Records from a data collection:

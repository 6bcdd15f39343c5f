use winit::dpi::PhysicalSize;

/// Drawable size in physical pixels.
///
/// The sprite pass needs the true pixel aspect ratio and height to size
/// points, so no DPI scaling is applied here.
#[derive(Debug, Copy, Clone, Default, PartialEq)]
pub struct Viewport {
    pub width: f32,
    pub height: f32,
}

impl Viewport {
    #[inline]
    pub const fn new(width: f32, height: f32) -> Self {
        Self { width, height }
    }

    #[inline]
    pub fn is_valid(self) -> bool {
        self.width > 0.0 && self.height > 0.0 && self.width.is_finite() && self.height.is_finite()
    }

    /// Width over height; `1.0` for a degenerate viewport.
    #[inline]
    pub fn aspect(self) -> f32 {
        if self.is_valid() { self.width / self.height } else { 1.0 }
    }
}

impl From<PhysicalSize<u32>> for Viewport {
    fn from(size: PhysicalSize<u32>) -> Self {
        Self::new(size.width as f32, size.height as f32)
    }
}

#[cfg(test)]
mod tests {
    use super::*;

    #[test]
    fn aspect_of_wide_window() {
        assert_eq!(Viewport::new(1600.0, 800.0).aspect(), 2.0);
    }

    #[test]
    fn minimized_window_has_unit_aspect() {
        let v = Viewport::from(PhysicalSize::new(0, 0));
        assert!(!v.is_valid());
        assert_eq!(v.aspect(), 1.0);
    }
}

...

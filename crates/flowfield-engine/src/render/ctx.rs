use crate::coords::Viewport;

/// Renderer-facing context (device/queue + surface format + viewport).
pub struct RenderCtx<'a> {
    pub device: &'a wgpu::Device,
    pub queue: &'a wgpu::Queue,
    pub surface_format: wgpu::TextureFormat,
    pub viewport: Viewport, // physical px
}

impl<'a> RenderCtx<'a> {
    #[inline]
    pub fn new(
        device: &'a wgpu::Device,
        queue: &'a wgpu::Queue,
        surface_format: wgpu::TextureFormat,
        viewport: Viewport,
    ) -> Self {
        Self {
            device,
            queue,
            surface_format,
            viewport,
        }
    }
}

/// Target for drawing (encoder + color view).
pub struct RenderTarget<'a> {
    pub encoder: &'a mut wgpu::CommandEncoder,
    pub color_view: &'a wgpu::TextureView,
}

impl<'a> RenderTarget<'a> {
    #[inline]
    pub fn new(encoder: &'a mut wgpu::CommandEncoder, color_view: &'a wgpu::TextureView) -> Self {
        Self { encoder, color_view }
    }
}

• **TASK**:
Each line in the entries above that includes the string "RenderTarget" should be extracted.

• **ANSWER SPACE**:
pub struct RenderTarget<'a> {
impl<'a> RenderTarget<'a> {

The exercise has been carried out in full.